◆ **What the task asks**: The lines to repeat are those below from the one containing "let mut abbreviations" down to the one containing "pub fn shared()", both included; reproduce them exactly and nothing else.

(Stored dataset items)
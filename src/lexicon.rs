//! Static lexical resources: irregular verb paradigms, abbreviation
//! canonicalization and the English stopword set.
//!
//! All tables are built once behind a [`lazy_static`] and never mutated
//! afterwards, so they can be shared freely across callers.

use indexmap::IndexMap;
use lazy_static::lazy_static;
use std::collections::{HashMap, HashSet};

/// Irregular verb paradigms keyed by lemma. The first listed form is the
/// past tense, the second (when present) the past participle. The "be"
/// paradigm carries its full form set.
const IRREGULAR_VERBS: &[(&str, &[&str])] = &[
    ("be", &["am", "is", "are", "was", "were", "been", "being"]),
    ("beat", &["beat", "beaten"]),
    ("become", &["became", "become"]),
    ("begin", &["began", "begun"]),
    ("bend", &["bent"]),
    ("bet", &["bet"]),
    ("bid", &["bid"]),
    ("bind", &["bound"]),
    ("bite", &["bit", "bitten"]),
    ("bleed", &["bled"]),
    ("blow", &["blew", "blown"]),
    ("break", &["broke", "broken"]),
    ("bring", &["brought"]),
    ("build", &["built"]),
    ("burn", &["burnt", "burned"]),
    ("burst", &["burst"]),
    ("buy", &["bought"]),
    ("catch", &["caught"]),
    ("choose", &["chose", "chosen"]),
    ("come", &["came", "come"]),
    ("cost", &["cost"]),
    ("cut", &["cut"]),
    ("deal", &["dealt"]),
    ("dig", &["dug"]),
    ("do", &["did", "done"]),
    ("draw", &["drew", "drawn"]),
    ("dream", &["dreamt", "dreamed"]),
    ("drink", &["drank", "drunk"]),
    ("drive", &["drove", "driven"]),
    ("eat", &["ate", "eaten"]),
    ("fall", &["fell", "fallen"]),
    ("feed", &["fed"]),
    ("feel", &["felt"]),
    ("fight", &["fought"]),
    ("find", &["found"]),
    ("fly", &["flew", "flown"]),
    ("forget", &["forgot", "forgotten"]),
    ("forgive", &["forgave", "forgiven"]),
    ("freeze", &["froze", "frozen"]),
    ("get", &["got", "gotten"]),
    ("give", &["gave", "given"]),
    ("go", &["went", "gone"]),
    ("grow", &["grew", "grown"]),
    ("hang", &["hung"]),
    ("have", &["had"]),
    ("hear", &["heard"]),
    ("hide", &["hid", "hidden"]),
    ("hit", &["hit"]),
    ("hold", &["held"]),
    ("hurt", &["hurt"]),
    ("keep", &["kept"]),
    ("know", &["knew", "known"]),
    ("lay", &["laid"]),
    ("lead", &["led"]),
    ("leave", &["left"]),
    ("lend", &["lent"]),
    ("let", &["let"]),
    ("lie", &["lay", "lain"]),
    ("light", &["lit", "lighted"]),
    ("lose", &["lost"]),
    ("make", &["made"]),
    ("mean", &["meant"]),
    ("meet", &["met"]),
    ("pay", &["paid"]),
    ("put", &["put"]),
    ("read", &["read"]),
    ("ride", &["rode", "ridden"]),
    ("ring", &["rang", "rung"]),
    ("rise", &["rose", "risen"]),
    ("run", &["ran", "run"]),
    ("say", &["said"]),
    ("see", &["saw", "seen"]),
    ("sell", &["sold"]),
    ("send", &["sent"]),
    ("set", &["set"]),
    ("shake", &["shook", "shaken"]),
    ("shine", &["shone"]),
    ("shoot", &["shot"]),
    ("show", &["showed", "shown"]),
    ("shut", &["shut"]),
    ("sing", &["sang", "sung"]),
    ("sink", &["sank", "sunk"]),
    ("sit", &["sat"]),
    ("sleep", &["slept"]),
    ("speak", &["spoke", "spoken"]),
    ("spend", &["spent"]),
    ("stand", &["stood"]),
    ("steal", &["stole", "stolen"]),
    ("stick", &["stuck"]),
    ("strike", &["struck"]),
    ("swear", &["swore", "sworn"]),
    ("swim", &["swam", "swum"]),
    ("take", &["took", "taken"]),
    ("teach", &["taught"]),
    ("tear", &["tore", "torn"]),
    ("tell", &["told"]),
    ("think", &["thought"]),
    ("throw", &["threw", "thrown"]),
    ("understand", &["understood"]),
    ("wake", &["woke", "woken"]),
    ("wear", &["wore", "worn"]),
    ("win", &["won"]),
    ("write", &["wrote", "written"]),
];

/// Abbreviation canonicalization table. Keys are lowercase and include the
/// trailing period; values keep their canonical casing. "dr." appears twice
/// in the upstream word list with the same value; insertion order is kept
/// and the last definition wins, so the duplicate is a no-op.
const ABBREVIATIONS: &[(&str, &str)] = &[
    ("dr.", "Dr."),
    ("mr.", "Mr."),
    ("mrs.", "Mrs."),
    ("ms.", "Ms."),
    ("prof.", "Prof."),
    ("i.e.", "i.e."),
    ("e.g.", "e.g."),
    ("etc.", "etc."),
    ("vs.", "vs."),
    ("jr.", "Jr."),
    ("sr.", "Sr."),
    ("gov.", "Gov."),
    ("lt.", "Lt."),
    ("sgt.", "Sgt."),
    ("col.", "Col."),
    ("gen.", "Gen."),
    ("rep.", "Rep."),
    ("sen.", "Sen."),
    ("rev.", "Rev."),
    ("a.m.", "a.m."),
    ("p.m.", "p.m."),
    ("b.c.", "B.C."),
    ("a.d.", "A.D."),
    ("st.", "St."),
    ("ave.", "Ave."),
    ("blvd.", "Blvd."),
    ("rd.", "Rd."),
    ("dr.", "Dr."),
    ("mt.", "Mt."),
    ("ft.", "Ft."),
];

/// A small English stopword set in the spirit of the usual corpus lists.
/// The stopword stage keeps every token regardless of membership, so this
/// only needs to be representative.
const STOPWORDS: &[&str] = &[
    "i", "me", "my", "myself", "we", "our", "ours", "you", "your", "he", "him", "his", "she",
    "her", "it", "its", "they", "them", "their", "what", "which", "who", "this", "that", "these",
    "those", "am", "is", "are", "was", "were", "be", "been", "being", "have", "has", "had", "do",
    "does", "did", "a", "an", "the", "and", "but", "if", "or", "because", "as", "until", "while",
    "of", "at", "by", "for", "with", "about", "against", "between", "into", "through", "during",
    "before", "after", "above", "below", "to", "from", "up", "down", "in", "out", "on", "off",
    "over", "under", "again", "then", "once", "here", "there", "when", "where", "why", "how",
    "all", "any", "both", "each", "few", "more", "most", "other", "some", "such", "no", "nor",
    "not", "only", "own", "same", "so", "than", "too", "very", "can", "will", "just", "should",
    "now",
];

/// Read-only lexical lookup tables shared by all transforms.
pub struct Lexicon {
    irregular: HashMap<&'static str, &'static [&'static str]>,
    abbreviations: IndexMap<&'static str, &'static str>,
    stopwords: HashSet<&'static str>,
}

impl Lexicon {
    fn build() -> Self {
        let mut abbreviations = IndexMap::with_capacity(ABBREVIATIONS.len());
        for (key, canonical) in ABBREVIATIONS {
            // last-defined wins for duplicate keys
            abbreviations.insert(*key, *canonical);
        }

        Lexicon {
            irregular: IRREGULAR_VERBS.iter().cloned().collect(),
            abbreviations,
            stopwords: STOPWORDS.iter().cloned().collect(),
        }
    }

    /// The process-wide lexicon instance.
    pub fn shared() -> &'static Lexicon {
        lazy_static! {
            static ref LEXICON: Lexicon = Lexicon::build();
        }
        &LEXICON
    }

    /// Past tense and past participle of an irregular verb, keyed by lemma.
    /// Single-form paradigms use the same form for both.
    pub fn irregular_forms(&self, lemma: &str) -> Option<(&'static str, &'static str)> {
        self.irregular.get(lemma).map(|forms| {
            let past = forms[0];
            let participle = forms.get(1).copied().unwrap_or(past);
            (past, participle)
        })
    }

    /// Whether `lemma` is the base form of a known irregular verb.
    pub fn is_irregular(&self, lemma: &str) -> bool {
        self.irregular.contains_key(lemma)
    }

    /// Canonical form of an abbreviation. `lower` must be lowercased and
    /// include the trailing period.
    pub fn canonical_abbreviation(&self, lower: &str) -> Option<&'static str> {
        self.abbreviations.get(lower).copied()
    }

    pub fn is_stopword(&self, lower: &str) -> bool {
        self.stopwords.contains(lower)
    }
}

◆ **Result**:
        let mut abbreviations = IndexMap::with_capacity(ABBREVIATIONS.len());
        for (key, canonical) in ABBREVIATIONS {
            // last-defined wins for duplicate keys
            abbreviations.insert(*key, *canonical);
        }

        Lexicon {
            irregular: IRREGULAR_VERBS.iter().cloned().collect(),
            abbreviations,
            stopwords: STOPWORDS.iter().cloned().collect(),
        }
    }

    /// The process-wide lexicon instance.
    pub fn shared() -> &'static Lexicon {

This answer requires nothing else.